Оставшись ни с чем, Фатима совсем сбесилась и сделала немыслимое – достала себе и своей сестре разрешение на поездку в Россию по семейным обстоятельствам. Доверить поиск дочери и меня компетентным российским органам она не могла – в Иране бытовало мнение о полной неспособности и нежелании нашей милиции заниматься неимоверно расплодившимися уголовниками. Удавкин дал ей все адреса, в том числе, мой и Веры. Приехав в Россию, она бросилась к моей бывшей жене, но ничего выяснить не смогла. Моя же мама пригрозила близко познакомить ее со своим свирепым зятем-кавказцем. В Иране хорошо известна необузданность россиян, и Фатиме ничего не оставалось делать, как обратится в свое посольство. Дипломаты поехали на Петровку и выяснили, что в России и СНГ меня нет и, вообще, формально я пребываю в Исламской республике Иран.

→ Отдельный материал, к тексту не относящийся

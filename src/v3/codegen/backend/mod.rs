pub mod go;

use crate::error::Result;
use crate::v3::codegen::ir::Program;

use std::path::PathBuf;

/// One generated source file.
#[derive(Debug, Clone, PartialEq, Eq)]
pub struct Artifact {
    pub path: PathBuf,
    pub contents: String,
}

pub trait CodegenBackend {
    /// DTOs, enums, decoders, validators and the processing result taxonomy.
    fn generate_components(&mut self, program: &Program) -> Result<Artifact>;

    /// Request parsers, response builders, services, routers and hooks.
    fn generate_router(&mut self, program: &Program) -> Result<Artifact>;
}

И тут этой мудрой тетке пришла мысль о возможном моем нахождении в Таджикистане. Она приезжает в Душанбе первым же самолетом (предварительно позвонив в Тегеран и узнав от Удавкина имена моих тамошних друзей и знакомых и номера их телефонов). В таджикской столице случилось персональное для Фатимы чудо – в иранском представительстве она наткнулась на человека, основной обязанностью которого было слоняться по улицам города. И этот персидский Пинкертон или Джеймс Бонд рассказал ей, что неделю назад он увидел на Путовском базаре девушку в иранском наряде и пошел за ней. У мясных рядов (господи, ходила-то Лейла за мясом пару раз!) он услышал ее фарси и понял, что следит за иранкой. От базара до Лешкиного жилища – двадцать пять минут хода, и он проводил ее, оставшись незамеченным.
Узнав все это и прихватив с собой нескольких милиционеров, Фатима в охотничьем азарте тут же бросилась в барак Суворова, но Лейлы и нас уже не было – мы уехали в Ромит часом раньше. Суворов вежливо сказал им, что мы отбыли в Москву, нет – во Владивосток. Но милиция не поверила и провела допрос с пристрастием. Лешка, не зная, конечно о наших Хушонских осложнениях, признался, что мы, наверное, рыбачим на Сардай-Мионе… Люди в синих шинелях, естественно, были против непредсказуемых издержек преследования преступников в высокогорных условиях и были таковы.
А что Фатима? Нет, чтобы заняться в таджикской столице пропагандой фундаменталистского образа жизни и обращать в истинную веру испорченных советским влиянием правоверных! Нет, она едет в Ромит и, наняв там машину, направляется в Хушон(подозреваю, что далеко не материнские чувства владели ею безраздельно… Только круто замешанные любовь и ненависть могут подвигнуть женщину на такое глобальное преследование!) Так вот, в Хушоне она, конечно, знакомится с Резвоном, только что спустившим селевое озеро и мечтающим спустить со всех нас шкуру. Они бросаются в погоню, на перевале теряют двоих, хотят уже вернуться, но тут, иншалла, на них натыкается Бабек со своей прекрасной пленницей.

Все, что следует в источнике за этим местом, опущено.